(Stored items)
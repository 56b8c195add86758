//! 实验场景
//!
//! 用 JSON 描述拓扑与一组 paced source，构建并运行仿真，输出按应用与按流的统计。

mod run;
mod spec;

pub use run::{AppReport, FlowReport, ScenarioError, ScenarioReport, run_scenario};
pub use spec::{AppSpec, LinkSpec, RateChangeSpec, ScenarioSpec, TopologySpec};
//! 自调度的恒定比特率发送端
//!
//! 每次发送既是一次数据发送，也是对下一次发送的调度决定：
//! 间隔 = 刚发送的载荷字节数 * 8 / 当前目标速率。因此速率变更从下一次
//! 调度开始生效，已经排好的发送不受影响。

use serde::Serialize;
use tracing::{debug, info, trace};

use super::config::PacedConfig;
use super::{AppError, AppId};
use crate::net::{Connection, DataRate, Endpoint};
use crate::sim::{Event, EventId, Scheduler, SimTime};

/// 为应用构造“下一次发送”事件的函数
pub type TickFn = fn(AppId) -> Box<dyn Event>;

/// 应用操作所需的上下文：调度器、传输环境、以及发送事件的构造器。
pub struct AppCtx<'a, E: ?Sized> {
    pub sched: &'a mut dyn Scheduler,
    pub env: &'a mut E,
    pub tick: TickFn,
}

#[derive(Debug, Clone, Copy, PartialEq, Eq, Serialize)]
#[serde(rename_all = "snake_case")]
pub enum AppState {
    Configured,
    Running,
    /// 已发完全部载荷，仍持有连接
    Idle,
    Stopped,
}

/// 以目标平均速率发送定长（或按序变长）载荷的应用
#[derive(Debug)]
pub struct PacedSource<C: Connection> {
    id: AppId,
    conn: Option<C>,
    peer: Endpoint,
    cfg: PacedConfig,
    state: AppState,
    units_sent: u64,
    bytes_sent: u64,
    send_failures: u64,
    send_event: Option<EventId>,
    first_sent_at: Option<SimTime>,
    last_sent_at: Option<SimTime>,
}

impl<C: Connection> PacedSource<C> {
    pub fn configure(id: AppId, conn: C, peer: Endpoint, cfg: PacedConfig) -> Result<Self, AppError> {
        cfg.validate()?;
        Ok(Self {
            id,
            conn: Some(conn),
            peer,
            cfg,
            state: AppState::Configured,
            units_sent: 0,
            bytes_sent: 0,
            send_failures: 0,
            send_event: None,
            first_sent_at: None,
            last_sent_at: None,
        })
    }

    pub fn id(&self) -> AppId {
        self.id
    }

    pub fn peer(&self) -> Endpoint {
        self.peer
    }

    pub fn state(&self) -> AppState {
        self.state
    }

    pub fn config(&self) -> &PacedConfig {
        &self.cfg
    }

    pub fn rate(&self) -> DataRate {
        self.cfg.rate
    }

    pub fn units_sent(&self) -> u64 {
        self.units_sent
    }

    /// 被传输层接受的字节数
    pub fn bytes_sent(&self) -> u64 {
        self.bytes_sent
    }

    pub fn send_failures(&self) -> u64 {
        self.send_failures
    }

    pub fn first_sent_at(&self) -> Option<SimTime> {
        self.first_sent_at
    }

    pub fn last_sent_at(&self) -> Option<SimTime> {
        self.last_sent_at
    }

    /// 已调度但尚未触发的下一次发送
    pub fn pending_send(&self) -> Option<EventId> {
        self.send_event
    }

    /// 会话持有的连接（stop 之后为 None）
    pub fn connection(&self) -> Option<&C> {
        self.conn.as_ref()
    }

    /// 建立连接并立即发送第一个载荷。
    #[tracing::instrument(skip(self, cx), fields(app = %self.id, peer = %self.peer))]
    pub fn start(&mut self, cx: &mut AppCtx<'_, C::Env>) -> Result<(), AppError> {
        let conn = match (self.state, self.conn.as_mut()) {
            (AppState::Configured, Some(conn)) => conn,
            (state, _) => {
                return Err(AppError::PreconditionViolation {
                    app: self.id,
                    op: "start",
                    state,
                });
            }
        };
        conn.bind(cx.env)?;
        conn.connect(self.peer, cx.env)?;

        self.state = AppState::Running;
        self.units_sent = 0;
        info!(rate = %self.cfg.rate, limit = ?self.cfg.limit, now = ?cx.sched.now(), "paced source started");

        self.emit(cx);
        Ok(())
    }

    /// 停止发送：取消未触发的发送并关闭连接。可重复调用。
    ///
    /// 第一次调用把（已关闭的）连接交还给调用者，之后返回 None。
    #[tracing::instrument(skip(self, cx), fields(app = %self.id))]
    pub fn stop(&mut self, cx: &mut AppCtx<'_, C::Env>) -> Option<C> {
        if let Some(ev) = self.send_event.take() {
            let cancelled = cx.sched.cancel(ev);
            trace!(cancelled, "取消待发送事件");
        }
        if self.state != AppState::Stopped {
            info!(units_sent = self.units_sent, bytes_sent = self.bytes_sent, "paced source stopped");
            self.state = AppState::Stopped;
        }
        let mut conn = self.conn.take()?;
        conn.close(cx.env);
        Some(conn)
    }

    /// 更新目标速率；已排好的下一次发送时间不变。
    pub fn change_rate(&mut self, rate: DataRate) -> Result<(), AppError> {
        if rate.is_zero() {
            return Err(AppError::InvalidConfiguration("target rate must be positive"));
        }
        debug!(app = %self.id, old = %self.cfg.rate, new = %rate, "change rate");
        self.cfg.rate = rate;
        Ok(())
    }

    /// 已调度的发送事件触发
    pub fn on_tick(&mut self, cx: &mut AppCtx<'_, C::Env>) {
        self.send_event = None;
        self.emit(cx);
    }

    fn emit(&mut self, cx: &mut AppCtx<'_, C::Env>) {
        if self.state != AppState::Running {
            return;
        }
        let Some(conn) = self.conn.as_mut() else {
            return;
        };

        let now = cx.sched.now();
        let size = self.cfg.payload.size_for(self.units_sent);
        match conn.send(size, cx.sched, cx.env) {
            Ok(n) => self.bytes_sent += n as u64,
            Err(e) => {
                // 发送失败不重试，节奏照常
                self.send_failures += 1;
                debug!(app = %self.id, error = %e, "send failed");
            }
        }
        self.units_sent += 1;
        self.first_sent_at.get_or_insert(now);
        self.last_sent_at = Some(now);

        if self.cfg.limit.allows_more(self.units_sent) {
            let delay = self.cfg.rate.tx_time(size);
            trace!(app = %self.id, units_sent = self.units_sent, ?delay, "schedule next send");
            self.send_event = Some(cx.sched.schedule_after(delay, (cx.tick)(self.id)));
        } else {
            info!(app = %self.id, units_sent = self.units_sent, now = ?now, "all units sent; idle");
            self.state = AppState::Idle;
        }
    }
}
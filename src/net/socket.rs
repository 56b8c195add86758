//! 传输层连接
//!
//! `Connection` 是应用与传输层之间的接缝：应用按
//! `bind → connect → send* → close` 的顺序调用。`SimSocket` 是基于
//! 仿真网络的实现，把每次发送变成一个沿最短路径转发的 packet。

use thiserror::Error;
use tracing::{debug, trace};

use super::id::{Endpoint, NodeId};
use super::network::Network;
use crate::sim::Scheduler;

#[derive(Debug, Clone, PartialEq, Eq, Error)]
pub enum TransportError {
    #[error("socket is not bound")]
    NotBound,
    #[error("socket is not connected")]
    NotConnected,
    #[error("socket is already connected to {0}")]
    AlreadyConnected(Endpoint),
    #[error("socket is closed")]
    Closed,
    #[error("no free port on {0}")]
    AddressInUse(NodeId),
    #[error("connection refused by {0}")]
    ConnectionRefused(Endpoint),
    #[error("no route to {0}")]
    NoRoute(Endpoint),
    #[error("send buffer full: {queued} bytes queued, {len} more would exceed {capacity}")]
    BufferFull { queued: u64, len: u32, capacity: u64 },
}

/// 面向连接的传输会话。
///
/// `Env` 是实现需要访问的外部环境（例如网络拓扑）。
pub trait Connection {
    type Env: ?Sized;

    fn bind(&mut self, env: &mut Self::Env) -> Result<Endpoint, TransportError>;

    fn connect(&mut self, peer: Endpoint, env: &mut Self::Env) -> Result<(), TransportError>;

    /// 发送 `len` 字节载荷，成功时返回已接受的字节数。
    fn send(
        &mut self,
        len: u32,
        sched: &mut dyn Scheduler,
        env: &mut Self::Env,
    ) -> Result<u32, TransportError>;

    /// 关闭连接；重复关闭无副作用。
    fn close(&mut self, env: &mut Self::Env);
}

#[derive(Debug, Clone, Copy, PartialEq, Eq)]
enum SocketState {
    Fresh,
    Bound(Endpoint),
    Connected { local: Endpoint, peer: Endpoint },
    Closed,
}

/// 仿真网络上的 socket
#[derive(Debug, Clone)]
pub struct SimSocket {
    node: NodeId,
    flow_id: Option<u64>,
    state: SocketState,
    route: Vec<NodeId>,
    /// 发送缓冲上限（字节），None 表示不限
    snd_buf_bytes: Option<u64>,
}

impl SimSocket {
    pub fn new(node: NodeId) -> Self {
        Self {
            node,
            flow_id: None,
            state: SocketState::Fresh,
            route: Vec::new(),
            snd_buf_bytes: None,
        }
    }

    pub fn with_send_buffer(mut self, bytes: Option<u64>) -> Self {
        self.snd_buf_bytes = bytes;
        self
    }

    pub fn node(&self) -> NodeId {
        self.node
    }

    /// 连接后分配的流 id
    pub fn flow_id(&self) -> Option<u64> {
        self.flow_id
    }

    pub fn local(&self) -> Option<Endpoint> {
        match self.state {
            SocketState::Bound(local) | SocketState::Connected { local, .. } => Some(local),
            _ => None,
        }
    }

    pub fn peer(&self) -> Option<Endpoint> {
        match self.state {
            SocketState::Connected { peer, .. } => Some(peer),
            _ => None,
        }
    }

    pub fn is_closed(&self) -> bool {
        self.state == SocketState::Closed
    }

    /// 发送缓冲中已占用的字节：首跳链路出口队列的积压。
    ///
    /// 首跳链路空闲时 packet 直接上线路，不占缓冲，返回 None。
    fn buffered_bytes(&self, net: &Network, sched: &dyn Scheduler) -> Option<u64> {
        let next = *self.route.get(1)?;
        let link = net.link(self.node, next)?;
        link.is_busy(sched.now()).then(|| link.queue.bytes())
    }
}

impl Connection for SimSocket {
    type Env = Network;

    fn bind(&mut self, net: &mut Network) -> Result<Endpoint, TransportError> {
        match self.state {
            SocketState::Fresh => {}
            SocketState::Bound(local) => return Ok(local),
            SocketState::Connected { peer, .. } => return Err(TransportError::AlreadyConnected(peer)),
            SocketState::Closed => return Err(TransportError::Closed),
        }
        let local = net
            .alloc_port(self.node)
            .ok_or(TransportError::AddressInUse(self.node))?;
        self.state = SocketState::Bound(local);
        debug!(%local, "socket bound");
        Ok(local)
    }

    fn connect(&mut self, peer: Endpoint, net: &mut Network) -> Result<(), TransportError> {
        let local = match self.state {
            SocketState::Bound(local) => local,
            SocketState::Fresh => return Err(TransportError::NotBound),
            SocketState::Connected { peer, .. } => return Err(TransportError::AlreadyConnected(peer)),
            SocketState::Closed => return Err(TransportError::Closed),
        };
        if !net.is_listening(peer) {
            return Err(TransportError::ConnectionRefused(peer));
        }
        let route = net
            .route(self.node, peer.node)
            .ok_or(TransportError::NoRoute(peer))?;

        let flow_id = net.alloc_flow_id();
        self.flow_id = Some(flow_id);
        self.route = route;
        self.state = SocketState::Connected { local, peer };
        debug!(%local, %peer, flow_id, hops = self.route.len().saturating_sub(1), "socket connected");
        Ok(())
    }

    fn send(
        &mut self,
        len: u32,
        sched: &mut dyn Scheduler,
        net: &mut Network,
    ) -> Result<u32, TransportError> {
        let (peer, flow_id) = match (self.state, self.flow_id) {
            (SocketState::Connected { peer, .. }, Some(flow_id)) => (peer, flow_id),
            (SocketState::Closed, _) => return Err(TransportError::Closed),
            _ => return Err(TransportError::NotConnected),
        };

        if let (Some(capacity), Some(queued)) = (self.snd_buf_bytes, self.buffered_bytes(net, sched)) {
            if queued.saturating_add(len as u64) > capacity {
                return Err(TransportError::BufferFull { queued, len, capacity });
            }
        }

        let pkt = net.make_packet(flow_id, len, self.route.clone(), peer.port);
        trace!(pkt_id = pkt.id, flow_id, len, "socket send");
        net.stats.flow_mut(flow_id).on_tx(sched.now(), len);
        if pkt.has_next() {
            net.forward_from(self.node, pkt, sched);
        } else {
            // 同一节点上的回环
            net.on_delivered(self.node, pkt, sched.now());
        }
        Ok(len)
    }

    fn close(&mut self, net: &mut Network) {
        match self.state {
            SocketState::Bound(local) | SocketState::Connected { local, .. } => {
                net.release_port(local);
                debug!(%local, "socket closed");
            }
            SocketState::Fresh | SocketState::Closed => {}
        }
        self.state = SocketState::Closed;
    }
}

-- ASSIGNMENT --
Your answer should be a single number: the count of lines above that contain the word "cancelled".

-- RESPONSE BOX --
2